Problem requirements => Look for "tracing" in the material below and show each line that contains it.

%%

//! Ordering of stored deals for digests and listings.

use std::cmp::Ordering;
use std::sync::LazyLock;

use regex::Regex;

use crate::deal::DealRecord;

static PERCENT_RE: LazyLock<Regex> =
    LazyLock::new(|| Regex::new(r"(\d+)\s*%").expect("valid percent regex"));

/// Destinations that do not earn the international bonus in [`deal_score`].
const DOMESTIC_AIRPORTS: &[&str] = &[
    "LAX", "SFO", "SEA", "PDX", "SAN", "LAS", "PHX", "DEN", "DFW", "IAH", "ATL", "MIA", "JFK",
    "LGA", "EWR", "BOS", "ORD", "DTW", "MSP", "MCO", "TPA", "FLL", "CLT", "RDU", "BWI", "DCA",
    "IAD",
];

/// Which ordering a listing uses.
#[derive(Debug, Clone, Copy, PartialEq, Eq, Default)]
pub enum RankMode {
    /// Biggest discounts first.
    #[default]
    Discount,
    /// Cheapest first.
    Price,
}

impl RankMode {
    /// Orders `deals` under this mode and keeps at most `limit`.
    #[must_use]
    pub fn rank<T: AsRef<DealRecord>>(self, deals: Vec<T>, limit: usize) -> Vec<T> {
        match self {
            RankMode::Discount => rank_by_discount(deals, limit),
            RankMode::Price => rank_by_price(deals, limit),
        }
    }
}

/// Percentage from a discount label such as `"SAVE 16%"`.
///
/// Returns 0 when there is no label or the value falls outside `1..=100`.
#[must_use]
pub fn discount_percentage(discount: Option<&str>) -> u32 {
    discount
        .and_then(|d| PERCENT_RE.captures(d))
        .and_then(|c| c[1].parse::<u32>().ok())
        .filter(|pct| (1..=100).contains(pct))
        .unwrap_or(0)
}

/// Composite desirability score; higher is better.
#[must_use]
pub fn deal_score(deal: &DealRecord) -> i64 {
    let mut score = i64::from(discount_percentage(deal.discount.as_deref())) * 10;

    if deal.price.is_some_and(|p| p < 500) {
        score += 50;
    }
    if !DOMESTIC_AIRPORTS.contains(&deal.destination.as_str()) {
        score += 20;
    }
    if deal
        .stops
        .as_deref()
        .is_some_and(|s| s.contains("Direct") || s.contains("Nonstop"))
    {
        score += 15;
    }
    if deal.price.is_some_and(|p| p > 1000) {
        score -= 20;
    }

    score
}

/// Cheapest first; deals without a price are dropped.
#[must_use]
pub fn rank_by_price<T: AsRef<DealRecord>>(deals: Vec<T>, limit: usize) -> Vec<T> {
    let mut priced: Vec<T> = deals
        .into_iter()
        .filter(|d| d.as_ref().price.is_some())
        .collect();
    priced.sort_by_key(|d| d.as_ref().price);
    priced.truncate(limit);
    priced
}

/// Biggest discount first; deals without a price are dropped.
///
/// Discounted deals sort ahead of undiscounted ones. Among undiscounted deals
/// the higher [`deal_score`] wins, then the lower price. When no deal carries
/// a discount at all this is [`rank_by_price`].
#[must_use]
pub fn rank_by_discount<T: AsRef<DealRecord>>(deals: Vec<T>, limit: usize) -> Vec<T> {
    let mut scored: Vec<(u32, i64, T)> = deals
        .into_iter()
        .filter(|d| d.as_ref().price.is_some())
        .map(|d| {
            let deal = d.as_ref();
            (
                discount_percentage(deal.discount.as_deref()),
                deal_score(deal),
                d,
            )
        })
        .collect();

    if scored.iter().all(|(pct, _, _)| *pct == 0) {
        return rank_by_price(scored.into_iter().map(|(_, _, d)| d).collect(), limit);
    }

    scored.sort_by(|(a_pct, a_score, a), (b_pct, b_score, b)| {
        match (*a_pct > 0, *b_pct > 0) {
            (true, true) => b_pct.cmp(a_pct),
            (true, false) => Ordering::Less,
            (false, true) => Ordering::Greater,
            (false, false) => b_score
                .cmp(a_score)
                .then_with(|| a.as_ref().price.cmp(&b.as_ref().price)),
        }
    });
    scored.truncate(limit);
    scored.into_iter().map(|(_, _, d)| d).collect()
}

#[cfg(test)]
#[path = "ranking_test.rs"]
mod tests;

%%
%%

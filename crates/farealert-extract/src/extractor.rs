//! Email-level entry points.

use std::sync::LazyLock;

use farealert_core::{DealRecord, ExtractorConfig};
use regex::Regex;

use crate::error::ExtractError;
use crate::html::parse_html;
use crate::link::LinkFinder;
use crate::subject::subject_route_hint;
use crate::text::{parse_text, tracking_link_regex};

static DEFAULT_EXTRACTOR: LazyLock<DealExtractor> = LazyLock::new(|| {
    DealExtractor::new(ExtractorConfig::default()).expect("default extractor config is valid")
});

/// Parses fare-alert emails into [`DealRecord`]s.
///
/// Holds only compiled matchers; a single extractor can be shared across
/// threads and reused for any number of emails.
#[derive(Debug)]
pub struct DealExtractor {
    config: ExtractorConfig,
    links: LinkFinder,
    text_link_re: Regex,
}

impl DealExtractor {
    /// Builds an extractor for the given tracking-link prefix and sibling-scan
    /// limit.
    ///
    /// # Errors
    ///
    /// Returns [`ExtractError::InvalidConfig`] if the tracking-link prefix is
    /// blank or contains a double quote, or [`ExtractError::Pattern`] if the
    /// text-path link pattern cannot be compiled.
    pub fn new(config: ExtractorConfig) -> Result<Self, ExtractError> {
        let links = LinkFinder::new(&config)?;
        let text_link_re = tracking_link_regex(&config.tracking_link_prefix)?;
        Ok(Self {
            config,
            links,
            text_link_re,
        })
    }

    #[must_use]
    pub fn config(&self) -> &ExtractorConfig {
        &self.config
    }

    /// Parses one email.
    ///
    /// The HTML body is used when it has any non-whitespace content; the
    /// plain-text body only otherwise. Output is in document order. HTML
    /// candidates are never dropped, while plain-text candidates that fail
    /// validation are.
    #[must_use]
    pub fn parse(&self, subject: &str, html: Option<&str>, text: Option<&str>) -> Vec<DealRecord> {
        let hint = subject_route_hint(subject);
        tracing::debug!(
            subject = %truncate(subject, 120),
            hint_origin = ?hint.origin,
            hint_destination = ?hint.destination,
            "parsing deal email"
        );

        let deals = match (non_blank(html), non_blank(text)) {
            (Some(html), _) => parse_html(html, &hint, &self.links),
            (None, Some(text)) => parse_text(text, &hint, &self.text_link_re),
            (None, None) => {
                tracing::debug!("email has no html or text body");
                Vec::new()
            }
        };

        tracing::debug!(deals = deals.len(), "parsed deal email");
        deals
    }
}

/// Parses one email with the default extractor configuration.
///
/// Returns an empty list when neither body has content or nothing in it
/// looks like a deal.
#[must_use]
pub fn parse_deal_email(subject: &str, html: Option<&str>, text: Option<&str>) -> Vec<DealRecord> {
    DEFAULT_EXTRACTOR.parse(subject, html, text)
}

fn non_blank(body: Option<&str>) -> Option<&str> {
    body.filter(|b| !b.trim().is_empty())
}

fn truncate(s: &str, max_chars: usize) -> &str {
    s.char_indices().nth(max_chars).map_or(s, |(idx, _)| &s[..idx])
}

%%

Task output =>
        tracing::debug!(
                tracing::debug!("email has no html or text body");
        tracing::debug!(deals = deals.len(), "parsed deal email");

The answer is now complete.